Lo peor es que lo llevamos dentro y que en un momento dado, sin previo aviso, puede estallar como una bomba dormida

Miércoles, 2 de septiembre 2020, 02:02

Procede de una sustancia altamente inflamable que se origina en el lugar más recóndito e insalubre del corazón humano y, por lo tanto, no tiene razones ni puede explicarlo nadie, sino que surge como un fogonazo deletéreo y llena las avenidas, completa los estadios y las plazas de toros, enceguece y bloquea las mentes y decide sin argumentos los credos, las ideologías y las fes de cada uno, pero posee, además, la mala costumbre de querer imponerlas a todos, incluso con la fuerza si hace falta.

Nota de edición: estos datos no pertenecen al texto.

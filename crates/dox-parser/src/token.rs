use serde::{Deserialize, Serialize};

/// The kind of a lexed token.
#[derive(Debug, Clone, Copy, PartialEq, Eq, Hash, Serialize, Deserialize)]
#[serde(rename_all = "snake_case")]
pub enum TokenKind {
    Symbol,
    Pointer,
    Reference,
    MemberPointer,
    ArraySubscript,
    OpenParen,
    CloseParen,
    CurlyBlock,
    Assignment,
    Comma,
    Arrow,
    Ellipsis,
    Attribute,
    CommentBlock,
    CommentLine,
}

impl TokenKind {
    /// Comments are dropped right after lexing and never reach the tree builder.
    #[must_use]
    pub const fn is_comment(self) -> bool {
        matches!(self, Self::CommentBlock | Self::CommentLine)
    }
}

impl std::fmt::Display for TokenKind {
    fn fmt(&self, f: &mut std::fmt::Formatter<'_>) -> std::fmt::Result {
        let s = match self {
            Self::Symbol => "symbol",
            Self::Pointer => "pointer",
            Self::Reference => "reference",
            Self::MemberPointer => "member_pointer",
            Self::ArraySubscript => "array_subscript",
            Self::OpenParen => "open_paren",
            Self::CloseParen => "close_paren",
            Self::CurlyBlock => "curly_block",
            Self::Assignment => "assignment",
            Self::Comma => "comma",
            Self::Arrow => "arrow",
            Self::Ellipsis => "ellipsis",
            Self::Attribute => "attribute",
            Self::CommentBlock => "comment_block",
            Self::CommentLine => "comment_line",
        };
        write!(f, "{s}")
    }
}

/// A single lexed token: its kind and the raw text it matched.
#[derive(Debug, Clone, PartialEq, Eq, Serialize, Deserialize)]
pub struct Token {
    pub kind: TokenKind,
    pub text: String,
}

impl Token {
    #[must_use]
    pub fn new(kind: TokenKind, text: impl Into<String>) -> Self {
        Self {
            kind,
            text: text.into(),
        }
    }

    #[must_use]
    pub fn is(&self, kind: TokenKind) -> bool {
        self.kind == kind
    }

    /// True for a `Symbol` token whose text is exactly `text`.
    #[must_use]
    pub fn is_symbol(&self, text: &str) -> bool {
        self.kind == TokenKind::Symbol && self.text == text
    }
}

#[cfg(test)]
mod tests {
    use super::*;

    #[test]
    fn token_kind_serializes_in_snake_case() {
        for kind in [
            TokenKind::Symbol,
            TokenKind::MemberPointer,
            TokenKind::ArraySubscript,
            TokenKind::CommentLine,
        ] {
            let value = serde_json::to_value(kind).expect("serialize token kind");
            assert_eq!(value.as_str(), Some(kind.to_string().as_str()));
        }
    }

    #[test]
    fn only_comment_kinds_are_comments() {
        assert!(TokenKind::CommentBlock.is_comment());
        assert!(TokenKind::CommentLine.is_comment());
        assert!(!TokenKind::Symbol.is_comment());
        assert!(!TokenKind::Attribute.is_comment());
    }

    #[test]
    fn is_symbol_checks_kind_and_text() {
        assert!(Token::new(TokenKind::Symbol, "auto").is_symbol("auto"));
        assert!(!Token::new(TokenKind::Attribute, "auto").is_symbol("auto"));
        assert!(!Token::new(TokenKind::Symbol, "autos").is_symbol("auto"));
    }
}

Lo peor es que lo llevamos dentro en estado latente y que en un momento dado, sin previo aviso, puede estallar como una bomba dormida; una discrepancia cualquiera, una diferencia de opiniones, un sentimiento de inferioridad o la presunción soberbia y disparatada de que la vida es como nosotros la concebimos, la creencia estúpida en un puñado de ídolos, de figuras o de iconos y, sobre todo, la ignorancia como principal alimento para sacar todo eso fuera, la ignorancia, la incultura, la ociosidad y la ausencia de reflexión. Confieso que no hay nada a lo que le tenga tanto miedo.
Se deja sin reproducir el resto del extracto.